Maria Hiatt, who leads the student group for animal welfare, said the fee was “a punitive attempt to keep us from getting more information.”
It’s unclear, though, if the school will be able to charge the groups a different fee after its staff works to fill the request. The ruling precludes any prepayment before release.
Beckham believes it waives all fees. One member of the committee reached by phone Tuesday said she wasn’t sure if that was the case. Another committee member agreed with Beckham. And the spokeswoman for the committee said it would be up to the Utah attorney general’s office to interpret the ruling.
The spokeswoman there said she doesn’t know what the waiver will apply to — the $5,000 estimate the U. initially requested or all fees associated with the completion of the request. That’s still being determined.
“What the committee was upset about was that the University of Utah set a flat $5,000 fee without going in and seeing what a reasonable deposit would be,” said records committee member Cindi Mansell. “The University of Utah didn’t want to expend the time and effort to determine what it would really cost.”
The U. declined to comment further Tuesday. But its interim vice president and general counsel Phyllis Vetter said during the hearing last week that the school decided not to waive the fee for PETA, in part, because it’s “a well-funded organization.”
“It is a burdensome request,” she added, “and would generate thousands of pages.”
Vetter also said the university self-reported both animal deaths to the Office of Laboratory Animal Welfare and has worked to “correct deficiencies.” The school’s Institutional Animal Care and Use Committee, too, which provides internal oversight of research, reviewed the reports.

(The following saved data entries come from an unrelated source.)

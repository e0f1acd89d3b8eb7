//! Binding one candidate to one operation.

use crate::command::Operation;
use crate::error::ConversionError;
use crate::lexer::Word;
use crate::parser::Candidate;
use crate::registry::ConversionService;
use crate::types::{Value, ValueType};

/// Converts the candidate's words into the operation's arguments.
///
/// Returns `None` when the arity does not fit or any word fails to convert. Failures are
/// not errors here: they only mean this reading of the command does not apply.
pub fn bind<T>(candidate: &Candidate, operation: &Operation<T>, service: &dyn ConversionService) -> Option<Vec<Value>> {
    let words = &candidate.arguments;
    let fixed = operation.fixed_parameters();

    if words.len() < fixed.len() || (!operation.is_variadic() && words.len() != fixed.len()) {
        tracing::trace!(
            operation = %operation.signature(),
            arguments = words.len(),
            "arity does not match"
        );
        return None;
    }

    let (head, tail) = words.split_at(fixed.len());
    let converted = convert_all(head, fixed.iter(), service).and_then(|mut values| {
        if let Some(element) = operation.variadic_element() {
            let items = convert_all(tail, std::iter::repeat(element), service)?;
            values.push(Value::array(element, items));
        }
        Ok(values)
    });

    match converted {
        Ok(values) => Some(values),
        Err(e) => {
            tracing::trace!(operation = %operation.signature(), "{}", e);
            None
        }
    }
}

fn convert_all<'a>(
    words: &[Word],
    types: impl Iterator<Item = &'a ValueType>,
    service: &dyn ConversionService,
) -> Result<Vec<Value>, ConversionError> {
    words
        .iter()
        .zip(types)
        .map(|(word, ty)| service.value_of(word, ty))
        .collect()
}

#[cfg(test)]
mod tests {
    use super::*;
    use crate::lexer::split_into_words;
    use crate::registry::ConverterRegistry;

    struct Target;

    fn candidate(name: &str, arguments: &str) -> Candidate {
        Candidate {
            name: name.to_string(),
            arguments: split_into_words(arguments).unwrap(),
        }
    }

    fn string() -> ValueType {
        ValueType::of::<String>()
    }

    fn mixed() -> Operation<Target> {
        Operation::variadic("mixed", [string()], string(), |_: &mut Target, _| Ok(None))
    }

    #[test]
    fn test_exact_arity() {
        let registry = ConverterRegistry::with_defaults();
        let op = Operation::new("two", [string(), ValueType::primitive::<i32>()], |_: &mut Target, _| Ok(None));
        assert!(bind(&candidate("two", "a 1"), &op, &registry).is_some());
        assert!(bind(&candidate("two", "a"), &op, &registry).is_none());
        assert!(bind(&candidate("two", "a 1 2"), &op, &registry).is_none());
    }

    #[test]
    fn test_conversion_failure_voids_binding() {
        let registry = ConverterRegistry::with_defaults();
        let op = Operation::new("n", [ValueType::primitive::<i32>()], |_: &mut Target, _| Ok(None));
        assert!(bind(&candidate("n", "x"), &op, &registry).is_none());
        assert!(bind(&candidate("n", r"\0"), &op, &registry).is_none());
    }

    #[test]
    fn test_variadic_tail_is_collected() {
        let registry = ConverterRegistry::with_defaults();
        let values = bind(&candidate("mixed", "zero one two three"), &mixed(), &registry).unwrap();
        assert_eq!(values.len(), 2);
        assert_eq!(values[0].downcast_ref::<String>().map(String::as_str), Some("zero"));
        assert_eq!(format!("{:?}", values[1]), r#"["one", "two", "three"]"#);
    }

    #[test]
    fn test_variadic_tail_may_be_empty() {
        let registry = ConverterRegistry::with_defaults();
        let values = bind(&candidate("mixed", "zero"), &mixed(), &registry).unwrap();
        assert_eq!(values[1].items().map(<[Value]>::len), Some(0));
        assert!(bind(&candidate("mixed", ""), &mixed(), &registry).is_none());
    }

    #[test]
    fn test_variadic_element_failure_voids_binding() {
        let registry = ConverterRegistry::with_defaults();
        let op = Operation::variadic("sum", [], ValueType::primitive::<i64>(), |_: &mut Target, _| Ok(None));
        assert!(bind(&candidate("sum", "1 2 3"), &op, &registry).is_some());
        assert!(bind(&candidate("sum", "1 x 3"), &op, &registry).is_none());
    }

    #[test]
    fn test_no_parameters() {
        let registry = ConverterRegistry::with_defaults();
        let op = Operation::new("ping", [], |_: &mut Target, _| Ok(None));
        assert_eq!(bind(&candidate("ping", ""), &op, &registry).map(|v| v.len()), Some(0));
        assert!(bind(&candidate("ping", "now"), &op, &registry).is_none());
    }
}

Providing more information to PETA, Vetter suggested, would “duplicate this system of public oversight at the university’s expense.”
But the care and use committee does not hold public meetings and does not provide reports to the public.
“It’s all hidden behind a wall and the accountability process is opaque,” Beckham said. “I was very concerned that if the University of Utah were to get away with this, it would be a tool of obstruction for government agencies all over Utah.”
Andrew Weyrich, the U.’s vice president for research, said the school remains committed to ensuring humane care of its laboratory animals and tries to limit the need to use them at all.
But “practically every therapeutic, every treatment, every medical device, diagnostic tool and cure for humans and animals has been developed with the help of laboratory animal research,” he told the records committee. “And although very rare — and I want to stress very, very rare — sometimes there is an adverse event.”